Он внимательно оглядел Капланова.
— Люди говори, — сказал удэгеец, — твоя много тайга ходи. А след тигры зачем ходи? Тигра сердись, когда охотник сзади иди. Его тогда злой.
— Я, Геонка, не охотник, — попытался объяснить Капланов, — я хочу изучить жизнь тигра. Это редкий зверь, его теперь беречь надо. Заповедник охраняет тигров, и вы, охотники, должны нам помочь в этом.
— Какой же охотник откажется от добычи, если ему тигра попадется! — удивленно воскликнул Зуйков. — Чего ту тигру жалеть. Она самый что ни на есть враг таежный!

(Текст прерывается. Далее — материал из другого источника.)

//! # Mapping Nodes
//!
//! A [`DNode`] is a view over one mapping of the raw tree. Reads wrap
//! nested mappings and sequences into further views; writes to existing
//! keys are checked against the node's schema fragment before they are
//! committed.
//!
//! ## Writes
//!
//! [`DNode::set`] runs, in order:
//!
//! 1. The `origin` / `telescope` enumeration check, whatever the policy.
//! 2. Auto-promotion through the scalar-key table.
//! 3. The key must already exist: assignment never introduces keys.
//! 4. When validation is enabled, the fragment for the key is located in
//!    this node's (memoized) schema and the value is evaluated against it.
//!    The raw entry is replaced only if the value is accepted.
//!
//! [`DNode::insert`] is the unchecked path that may add keys.
//!
//! ## Private keys
//!
//! Keys starting with `_` never reach the raw mapping or the schema check.
//! They live in storage local to the node: a view of a
//! [`TaggedObjectNode`](crate::TaggedObjectNode) shares the owner's
//! storage, a view created on read has its own and loses it when dropped.

use std::collections::BTreeMap;
use std::rc::Rc;

use rdm_core::value::datetime_isoformat;
use rdm_core::{enumerated_field_violation, Mapping, TagUri, Tagged, Value};
use rdm_schema::{
    evaluate, is_unconstrained, subschema_for_property, ValidationError, ValidationWarning,
    Verdict,
};
use serde_json::Value as JsonValue;

use crate::context::NodeContext;
use crate::error::NodeError;
use crate::lnode::LNode;
use crate::scope::{join_path, SchemaScope};

/// Result of a [`DNode::set`] that raised no error.
#[must_use]
#[derive(Debug, Clone, PartialEq, Eq)]
pub enum WriteOutcome {
    /// The value was stored.
    Committed,
    /// The value failed validation under the warn policy and was not
    /// stored. The warning has already been logged.
    Rejected(ValidationWarning),
}

impl WriteOutcome {
    pub fn is_committed(&self) -> bool {
        matches!(self, WriteOutcome::Committed)
    }
}

/// What an attribute read produced.
#[derive(Debug)]
pub enum Attr<'n> {
    /// A nested mapping, wrapped.
    Node(DNode<'n>),
    /// A nested sequence, wrapped.
    List(LNode<'n>),
    /// Any other value, auto-promoted.
    Value(Value),
}

impl Attr<'_> {
    /// Short name of the shape, used in error messages.
    pub fn type_name(&self) -> &'static str {
        match self {
            Attr::Node(_) => "mapping",
            Attr::List(_) => "sequence",
            Attr::Value(value) => value.type_name(),
        }
    }

    /// The plain value, if this is neither a node nor a list.
    pub fn as_value(&self) -> Option<&Value> {
        match self {
            Attr::Value(value) => Some(value),
            _ => None,
        }
    }

    /// Convert to an owned value, cloning wrapped data.
    pub fn into_value(self) -> Value {
        match self {
            Attr::Node(node) => node.to_value(),
            Attr::List(list) => list.to_value(),
            Attr::Value(value) => value,
        }
    }
}

/// Node-local storage for private keys.
#[derive(Debug)]
pub(crate) enum Private<'a> {
    Owned(Mapping),
    Shared(&'a mut Mapping),
}

impl Default for Private<'_> {
    fn default() -> Self {
        Private::Owned(Mapping::new())
    }
}

impl Private<'_> {
    fn map(&self) -> &Mapping {
        match self {
            Private::Owned(map) => map,
            Private::Shared(map) => map,
        }
    }

    fn map_mut(&mut self) -> &mut Mapping {
        match self {
            Private::Owned(map) => map,
            Private::Shared(map) => map,
        }
    }
}

/// Shape of a raw entry, decided before taking a mutable borrow of it.
pub(crate) enum Shape {
    Mapping(Option<TagUri>),
    Sequence(Option<TagUri>),
    Leaf,
}

impl Shape {
    pub(crate) fn of(value: &Value) -> Self {
        let tag = match value {
            Value::Tagged(tagged) => Some(tagged.tag().clone()),
            _ => None,
        };
        match value.untagged() {
            Value::Mapping(_) => Shape::Mapping(tag),
            Value::Sequence(_) => Shape::Sequence(tag),
            _ => Shape::Leaf,
        }
    }
}

pub(crate) fn is_private(key: &str) -> bool {
    key.starts_with('_')
}

fn not_found(key: &str) -> NodeError {
    NodeError::AttributeNotFound {
        key: key.to_string(),
    }
}

/// A view over one mapping of the raw tree.
#[derive(Debug)]
pub struct DNode<'a> {
    data: &'a mut Mapping,
    scope: Rc<SchemaScope>,
    ctx: &'a NodeContext,
    private: Private<'a>,
}

impl<'a> DNode<'a> {
    /// Wrap `raw` as a node with no parent and no tag.
    ///
    /// A null `raw` is replaced by an empty mapping.
    ///
    /// # Errors
    ///
    /// [`NodeError::Construction`] if `raw` is neither a mapping nor null.
    pub fn new(raw: &'a mut Value, ctx: &'a NodeContext) -> Result<Self, NodeError> {
        Self::with_scope(raw, SchemaScope::detached(), ctx)
    }

    /// Wrap `raw` as the child `name` of the node whose scope is `parent`.
    pub fn with_parent(
        raw: &'a mut Value,
        parent: &Rc<SchemaScope>,
        name: &str,
        ctx: &'a NodeContext,
    ) -> Result<Self, NodeError> {
        Self::with_scope(raw, SchemaScope::child(parent, name), ctx)
    }

    /// Wrap `raw` with an explicit schema scope.
    pub fn with_scope(
        raw: &'a mut Value,
        scope: Rc<SchemaScope>,
        ctx: &'a NodeContext,
    ) -> Result<Self, NodeError> {
        if raw.is_null() {
            *raw = Value::Mapping(Mapping::new());
        }
        match raw {
            Value::Mapping(data) => Ok(Self::wrap(data, scope, ctx, Private::default())),
            other => Err(NodeError::Construction {
                expected: "mapping",
                found: other.type_name(),
            }),
        }
    }

    /// Wrap a mapping directly, with no parent and no tag.
    pub fn from_mapping(data: &'a mut Mapping, ctx: &'a NodeContext) -> Self {
        Self::wrap(data, SchemaScope::detached(), ctx, Private::default())
    }

    pub(crate) fn wrap(
        data: &'a mut Mapping,
        scope: Rc<SchemaScope>,
        ctx: &'a NodeContext,
        private: Private<'a>,
    ) -> Self {
        Self {
            data,
            scope,
            ctx,
            private,
        }
    }

    /// Read attribute `key`.
    ///
    /// Nested mappings come back as [`Attr::Node`] (a tagged mapping starts
    /// a new schema root for its tag), nested sequences as [`Attr::List`],
    /// anything else as an auto-promoted [`Attr::Value`]. The raw mapping is
    /// never modified by a read.
    ///
    /// # Errors
    ///
    /// [`NodeError::AttributeNotFound`] if the key is absent, or
    /// [`NodeError::Core`] if promotion to a time scalar fails.
    pub fn get(&mut self, key: &str) -> Result<Attr<'_>, NodeError> {
        if is_private(key) {
            return self
                .private
                .map()
                .get(key)
                .cloned()
                .map(Attr::Value)
                .ok_or_else(|| not_found(key));
        }

        let ctx = self.ctx;
        let shape = Shape::of(self.data.get(key).ok_or_else(|| not_found(key))?);
        match shape {
            Shape::Mapping(tag) => {
                let scope = match tag {
                    Some(tag) => SchemaScope::tagged_child(&self.scope, key, tag),
                    None => SchemaScope::child(&self.scope, key),
                };
                let data = self
                    .data
                    .get_mut(key)
                    .and_then(|value| value.untagged_mut().as_mapping_mut())
                    .ok_or_else(|| not_found(key))?;
                Ok(Attr::Node(DNode::wrap(data, scope, ctx, Private::default())))
            }
            Shape::Sequence(tag) => {
                let path = self.scope.attribute_path(key);
                let data = self
                    .data
                    .get_mut(key)
                    .and_then(|value| value.untagged_mut().as_sequence_mut())
                    .ok_or_else(|| not_found(key))?;
                Ok(Attr::List(LNode::wrap(data, tag, path, ctx)))
            }
            Shape::Leaf => self.value(key).map(Attr::Value),
        }
    }

    /// Write attribute `key`, validating against the schema when the
    /// context's policy enables it.
    ///
    /// # Errors
    ///
    /// - [`NodeError::Validation`] for an `origin` / `telescope` value
    ///   outside its enumeration, or an invalid value under the strict
    ///   policy.
    /// - [`NodeError::AttributeNotFound`] if the key is absent.
    /// - [`NodeError::Schema`] if this node's schema cannot be obtained.
    pub fn set(&mut self, key: &str, value: impl Into<Value>) -> Result<WriteOutcome, NodeError> {
        let value = value.into();
        if is_private(key) {
            self.private.map_mut().insert(key.to_string(), value);
            return Ok(WriteOutcome::Committed);
        }

        let path = self.scope.attribute_path(key);
        if let Some(message) = enumerated_field_violation(key, &value) {
            return Err(ValidationError::new(path, message).into());
        }
        let value = self.ctx.classes().promote(key, value)?;
        if !self.data.contains_key(key) {
            return Err(not_found(key));
        }

        let policy = self.ctx.policy();
        if policy.enabled {
            let fragment = self.scope.resolve(self.ctx)?;
            if let Some(subschema) =
                subschema_for_property(&fragment, key).filter(|s| !is_unconstrained(s))
            {
                if let Verdict::Reject(warning) =
                    evaluate(&path, &value, subschema, policy.on_invalid())?
                {
                    return Ok(WriteOutcome::Rejected(warning));
                }
            }
        }

        self.data.insert(key.to_string(), value);
        Ok(WriteOutcome::Committed)
    }

    /// Add or replace `key` without validation.
    ///
    /// The value is auto-promoted, and so are the values of a mapping
    /// inserted directly. This is the only way to introduce a new key.
    pub fn insert(&mut self, key: &str, value: impl Into<Value>) -> Result<(), NodeError> {
        let ctx = self.ctx;
        let classes = ctx.classes();
        let mut value = classes.promote(key, value.into())?;
        if let Value::Mapping(map) = &mut value {
            for (sub_key, sub_value) in map.iter_mut() {
                let current = std::mem::replace(sub_value, Value::Null);
                *sub_value = classes.promote(sub_key, current)?;
            }
        }
        if is_private(key) {
            self.private.map_mut().insert(key.to_string(), value);
        } else {
            self.data.insert(key.to_string(), value);
        }
        Ok(())
    }

    /// Remove `key` without validation, returning its raw value.
    pub fn remove(&mut self, key: &str) -> Option<Value> {
        if is_private(key) {
            self.private.map_mut().remove(key)
        } else {
            self.data.remove(key)
        }
    }

    /// The auto-promoted value of `key`, cloned.
    pub fn value(&self, key: &str) -> Result<Value, NodeError> {
        let value = if is_private(key) {
            self.private.map().get(key)
        } else {
            self.data.get(key)
        };
        let value = value.cloned().ok_or_else(|| not_found(key))?;
        self.ctx.classes().promote(key, value)
    }

    /// The nested mapping `key`, wrapped.
    pub fn node(&mut self, key: &str) -> Result<DNode<'_>, NodeError> {
        match self.get(key)? {
            Attr::Node(node) => Ok(node),
            other => Err(NodeError::Construction {
                expected: "mapping",
                found: other.type_name(),
            }),
        }
    }

    /// The nested sequence `key`, wrapped.
    pub fn list(&mut self, key: &str) -> Result<LNode<'_>, NodeError> {
        match self.get(key)? {
            Attr::List(list) => Ok(list),
            other => Err(NodeError::Construction {
                expected: "sequence",
                found: other.type_name(),
            }),
        }
    }

    /// The schema fragment governing this node, resolved once and then
    /// memoized on the node's scope.
    pub fn schema(&self) -> Result<Rc<JsonValue>, NodeError> {
        self.scope.resolve(self.ctx)
    }

    /// The tag, when this node is a typed root.
    pub fn tag(&self) -> Option<&TagUri> {
        self.scope.tag()
    }

    /// Key under which this node is reachable from its parent.
    pub fn name(&self) -> Option<&str> {
        self.scope.name()
    }

    /// Dotted path from the outermost node.
    pub fn path(&self) -> &str {
        self.scope.path()
    }

    pub fn scope(&self) -> &Rc<SchemaScope> {
        &self.scope
    }

    pub fn context(&self) -> &NodeContext {
        self.ctx
    }

    /// Public keys, in order.
    pub fn keys(&self) -> impl Iterator<Item = &str> {
        self.data.keys().map(String::as_str)
    }

    pub fn contains_key(&self, key: &str) -> bool {
        if is_private(key) {
            self.private.map().contains_key(key)
        } else {
            self.data.contains_key(key)
        }
    }

    pub fn len(&self) -> usize {
        self.data.len()
    }

    pub fn is_empty(&self) -> bool {
        self.data.is_empty()
    }

    /// The raw mapping.
    pub fn raw(&self) -> &Mapping {
        &*self.data
    }

    /// The node as an owned value, tagged when the node is typed.
    pub fn to_value(&self) -> Value {
        let map = Value::Mapping(self.data.clone());
        match self.scope.tag() {
            Some(tag) => Value::Tagged(Tagged::new(tag.clone(), map)),
            None => map,
        }
    }

    /// Flatten to dot-joined paths of leaf values.
    ///
    /// Nulls are skipped, date-times and times become their ISO strings,
    /// and arrays are left out unless `include_arrays` is set.
    pub fn flatten(&self, include_arrays: bool) -> BTreeMap<String, Value> {
        flatten_mapping(&*self.data, include_arrays)
    }
}

/// Flatten `map` to dot-joined paths of leaf values. See
/// [`DNode::flatten`].
pub fn flatten_mapping(map: &Mapping, include_arrays: bool) -> BTreeMap<String, Value> {
    let mut flat = BTreeMap::new();
    for (key, value) in map {
        flatten_into(key, value, include_arrays, &mut flat);
    }
    flat
}

fn flatten_into(
    path: &str,
    value: &Value,
    include_arrays: bool,
    flat: &mut BTreeMap<String, Value>,
) {
    match value {
        Value::Null => {}
        Value::Tagged(tagged) => flatten_into(path, tagged.value(), include_arrays, flat),
        Value::Mapping(map) => {
            for (key, child) in map {
                flatten_into(&join_path(path, key), child, include_arrays, flat);
            }
        }
        Value::Sequence(items) => {
            for (index, child) in items.iter().enumerate() {
                flatten_into(&join_path(path, &index.to_string()), child, include_arrays, flat);
            }
        }
        Value::DateTime(dt) => {
            flat.insert(path.to_string(), Value::String(datetime_isoformat(dt)));
        }
        Value::Time(time) => {
            flat.insert(path.to_string(), Value::String(time.to_isot()));
        }
        Value::Array(_) if !include_arrays => {}
        leaf => {
            flat.insert(path.to_string(), leaf.clone());
        }
    }
}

— Тигра оставайся нет, — глубокомысленно произнес Геонка, затягиваясь дымом трубки, — тогда кабан тоже нет — мало-мало больной. Совсем тигру убивай — хорошо нет.
— Пятнай тебя! — возмутился Зуйков. — И чего ты так муторно говоришь? Понять нельзя. Получается вроде — тигры нет и кабанов нет. Так, что ли?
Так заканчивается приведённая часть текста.